Dame Sarah ruled that both witnesses and their accounts were “credible”, but that disciplinary tribunals were intended to deal with serious misconduct. “Although I do not intend to trivialise…allegations in any way,” she wrote, “it seems to me that it would not be proportionate to refer this matter to a tribunal. The incident itself was extremely short, the alleged hair stroking was even shorter and the language and the conduct as a whole was not overtly sexual,” she added. And then:
If this is put together with:
*the fact that [the employee] accepts that she was not upset in any way;
*stated originally that she was not perturbed (albeit she told the police that she was concerned what would happen next);
*the incident took place in a room which was or could be accessed by others;
*and [the employee] stated that she would have accepted an apology if the Dean had admitted what she says took place,
it seems to me that it is entirely disproportionate that this matter should be referred to a tribunal.

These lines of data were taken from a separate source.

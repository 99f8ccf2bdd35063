//! Persisted workflow graph format
//!
//! A [`WorkflowContext`] is the one unit of persistence: an ordered list of
//! node descriptors, each naming its node type and carrying the state the
//! loader wires into a fresh instance.
//!
//! ```json
//! {
//!   "nodes": [
//!     { "id": "t1", "name": "Interval",
//!       "state": {
//!         "outputs": { "Next": "r1" },
//!         "fields":  { "interval": { "consumer": "5", "producer": null } }
//!       } }
//!   ]
//! }
//! ```

use std::collections::BTreeMap;

use serde::{Deserialize, Serialize};

/// Unique identifier for a node within one graph
pub type NodeId = String;

/// Persisted binding of one field
#[derive(Debug, Clone, Default, PartialEq, Eq, Serialize, Deserialize)]
pub struct FieldState {
    /// Raw consumer value: a literal or text with `{{path}}` placeholders
    #[serde(default)]
    pub consumer: Option<String>,
    /// Variable name the producer publishes under
    #[serde(default, alias = "variableName")]
    pub producer: Option<String>,
}

impl FieldState {
    pub fn consumer(value: impl Into<String>) -> Self {
        Self {
            consumer: Some(value.into()),
            producer: None,
        }
    }

    pub fn producer(variable_name: impl Into<String>) -> Self {
        Self {
            consumer: None,
            producer: Some(variable_name.into()),
        }
    }
}

/// Persisted wiring of one node
#[derive(Debug, Clone, Default, PartialEq, Eq, Serialize, Deserialize)]
pub struct NodeState {
    /// Output name → next node id; `null` or absent is terminal
    #[serde(default)]
    pub outputs: BTreeMap<String, Option<NodeId>>,
    #[serde(default)]
    pub fields: BTreeMap<String, FieldState>,
}

/// One node descriptor
#[derive(Debug, Clone, PartialEq, Eq, Serialize, Deserialize)]
pub struct NodeEntry {
    pub id: NodeId,
    /// Registered node type name
    pub name: String,
    #[serde(default)]
    pub state: NodeState,
}

impl NodeEntry {
    pub fn new(id: impl Into<NodeId>, name: impl Into<String>) -> Self {
        Self {
            id: id.into(),
            name: name.into(),
            state: NodeState::default(),
        }
    }
}

/// The persisted graph
#[derive(Debug, Clone, Default, PartialEq, Eq, Serialize, Deserialize)]
pub struct WorkflowContext {
    #[serde(default)]
    pub nodes: Vec<NodeEntry>,
}

impl WorkflowContext {
    pub fn new() -> Self {
        Self::default()
    }

    /// Parse a persisted graph; empty input is an empty graph
    pub fn from_json(text: &str) -> Result<Self, serde_json::Error> {
        if text.trim().is_empty() {
            return Ok(Self::default());
        }
        serde_json::from_str(text)
    }

    pub fn to_json_pretty(&self) -> Result<String, serde_json::Error> {
        serde_json::to_string_pretty(self)
    }

    pub fn find_node(&self, id: &str) -> Option<&NodeEntry> {
        self.nodes.iter().find(|n| n.id == id)
    }

    pub fn len(&self) -> usize {
        self.nodes.len()
    }

    pub fn is_empty(&self) -> bool {
        self.nodes.is_empty()
    }

    /// Every `(from, output, to)` link with a target
    pub fn links(&self) -> impl Iterator<Item = (&str, &str, &str)> + '_ {
        self.nodes.iter().flat_map(|node| {
            node.state.outputs.iter().filter_map(move |(output, next)| {
                next.as_deref()
                    .filter(|next| !next.is_empty())
                    .map(|next| (node.id.as_str(), output.as_str(), next))
            })
        })
    }
}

Ms X simply wanted an apology, and moreover was not upset by what had happened. This was a classic case of a slight misunderstanding crying out for internal mediation leading to early clearing of the air and reconciliation. As was pointed out at the time, Christians are exhorted to resolve disputes and differences at the lowest possible level (Mt 18:15): those who exhorted common sense mediation, conciliation, and proportionality of action are vindicated.

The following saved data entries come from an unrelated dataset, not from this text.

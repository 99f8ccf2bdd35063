//! Action nodes
//!
//! Nodes with side effects outside the graph. Delivery runs on the worker
//! pool so a slow transport never stalls event delivery or the timer.

mod send_chat;
mod send_chat_to_player;

pub use send_chat::SendChatNode;
pub use send_chat_to_player::SendChatToPlayerNode;

use tripwire_engine::{NodeInstance, Result, Walk};

/// Hand `job` to the worker pool; a rejected job is logged and dropped
fn dispatch<F>(node: &NodeInstance, walk: &Walk, job: F)
where
    F: FnOnce() -> Result<()> + Send + 'static,
{
    if let Err(e) = walk.submit(job) {
        log::warn!("{} '{}' dropped a message: {}", node.node_type(), node.id(), e);
    }
}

This ruling is the fifth time that an independent tribunal has ruled in the Dean’s favour. The police had already decided not to proceed with the same case in December 2020. A panel chaired by Sir Andrew Smith in 2019 also found in favour of the Dean. The Dean has also prevailed in a six separate previous National Safeguarding Tribunal (NST) investigations instigated by the College and their lawyers over the last twelve months, and also in a preliminary Employment Tribunal hearing.
Dame Sarah’s judgment brings an end to another Church of England and NST complaint filed by Christ Church. The CDM is over: the principle res judicata applies. Section 17 of the CDM rules: “If the president of tribunals decides that there is no case for the respondent to answer… thereafter no further steps shall be taken in regard thereto.” The Core Group is functus officio. Dame Sarah’s judgment was written on the basis of a full investigation by an independent barrister appointed by the Church of England, which ought now to declare that the Dean is in good standing with the Church.

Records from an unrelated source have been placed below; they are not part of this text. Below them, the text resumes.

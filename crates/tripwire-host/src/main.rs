mod events;

use std::process::ExitCode;
use std::sync::Arc;

use events::ServerEvent;
use tripwire_engine::{EngineConfig, WorkflowEngine};
use tripwire_nodes::{builtin_registry, LogMessageSink};

/// Optional JSON configuration file; environment overrides apply otherwise
const CONFIG_ENV: &str = "TRIPWIRE_CONFIG";

fn main() -> ExitCode {
    // Initialize logging - RUST_LOG overrides the default filter
    env_logger::Builder::from_env(env_logger::Env::default().default_filter_or("info"))
        .format_timestamp_millis()
        .init();

    log::info!("Tripwire starting...");

    let config = load_config();
    let palette = std::env::args().any(|arg| arg == "--palette");

    let runtime = match tokio::runtime::Builder::new_multi_thread()
        .enable_all()
        .thread_name("tripwire")
        .build()
    {
        Ok(runtime) => runtime,
        Err(e) => {
            log::error!("Failed to start async runtime: {}", e);
            return ExitCode::FAILURE;
        }
    };

    match runtime.block_on(run(config, palette)) {
        Ok(()) => ExitCode::SUCCESS,
        Err(e) => {
            log::error!("Tripwire stopped: {}", e);
            ExitCode::FAILURE
        }
    }
}

fn load_config() -> EngineConfig {
    match std::env::var(CONFIG_ENV) {
        Ok(path) => match EngineConfig::load(&path) {
            Ok(config) => config,
            Err(e) => {
                log::warn!("Failed to load {}, using environment: {}", path, e);
                EngineConfig::from_env()
            }
        },
        Err(_) => EngineConfig::from_env(),
    }
}

async fn run(config: EngineConfig, palette: bool) -> tripwire_engine::Result<()> {
    let registry = builtin_registry(Arc::new(LogMessageSink))?;
    let engine = WorkflowEngine::builder(config).registry(registry).build()?;
    events::register_event_types(&engine);

    if palette {
        println!("{}", serde_json::to_string_pretty(&engine.node_types())?);
        return Ok(());
    }

    // A broken persisted graph must not take the host down
    if let Err(e) = engine.load_from_store() {
        log::error!("Failed to load workflow: {}", e);
    }

    engine.fire(ServerEvent::Started, true);
    engine.fire(ServerEvent::Started, false);

    tokio::signal::ctrl_c().await?;
    log::info!("Shutting down...");

    engine.fire(ServerEvent::Stopping, true);
    if !engine.shutdown().await {
        log::warn!("Worker pool did not drain within {:?}", engine.config().drain_timeout());
    }
    log::info!("Tripwire stopped");
    Ok(())
}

Except that the Church of England has determined that he remains suspended.
Nobody expects the Spanish Inquisition.
But the Christ Church Inquisition is quite another matter:
You’d think the Censors of Christ Church must be running out of Students they can call on who might act impartially and fairly in this matter, but they seem determined to engineer a judgment of “immoral, scandalous or disgraceful” behaviour, come what may. This will be difficult, given Dame Sarah’s ruling: if there was no finding of any sexual element in the ‘hair stroking’, there was no sexual assault and no harassment. Indeed, all of the safeguarding restrictions to which Martyn Percy has been humiliatingly subject in both Cathedral and College ought now to be lifted, because he manifestly presents no predatory danger to anyone.
But the Diocese of Oxford and Bishop Steven Croft seem content to throw one of their own under a bus. Or, rather, having already thrown him under a bus with a conveniently manipulated CDM, seem determined to leave him writhing in the middle of the road with crushed bones and mangled flesh (not to mention anxious mind). Martyn Percy has received clarification from the President of Tribunals that he is not guilty of serious misconduct, yet the Bishop of Oxford will not even acknowledge that the risk which ought now to be re-evaluated has changed.
The risk assessments were predicated upon the premise that the Dean presents a generalised sexual risk to everyone in College and Cathedral, male and female, young and old alike. They were created by two persons with plain animus against the Dean, and have been exposed as the politically motivated fiction that they always were. They politicised this incident and weaponised safeguarding for ancillary purposes. This much is obvious to all who have eyes. So where is the justice? Where is the mercy? Why in the name of Christ is the Church of England determined to ensure that a “significant cloud” remains over the name of Martyn Percy?